INPUT:
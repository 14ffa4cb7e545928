//! Handler-level errors and their HTTP mapping.
//!
//! Source failures never reach this layer; the pipeline absorbs them. Only
//! a malformed request or a failure escaping the pipeline task ends here.

use axum::extract::rejection::QueryRejection;
use axum::http::StatusCode;
use axum::response::{IntoResponse, Json, Response};

#[derive(thiserror::Error, Debug)]
pub enum ApiError {
    #[error("ISBN parameter is required")]
    MissingIsbn,

    #[error("{0}")]
    Internal(String),
}

impl ApiError {
    pub fn status(&self) -> StatusCode {
        match self {
            ApiError::MissingIsbn => StatusCode::BAD_REQUEST,
            ApiError::Internal(_) => StatusCode::INTERNAL_SERVER_ERROR,
        }
    }
}

impl From<tokio::task::JoinError> for ApiError {
    fn from(e: tokio::task::JoinError) -> Self {
        ApiError::Internal(format!("resolution task failed: {e}"))
    }
}

impl From<QueryRejection> for ApiError {
    fn from(rejection: QueryRejection) -> Self {
        ApiError::Internal(rejection.body_text())
    }
}

impl IntoResponse for ApiError {
    fn into_response(self) -> Response {
        if let ApiError::Internal(message) = &self {
            tracing::error!("request failed: {message}");
        }
        (
            self.status(),
            Json(serde_json::json!({ "error": self.to_string() })),
        )
            .into_response()
    }
}

pub type ApiResult<T> = Result<T, ApiError>;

WORK REQUIRED:
In the records above, some lines hold the word "Internal". Say how many, and nothing more.

ANSWER AREA:
5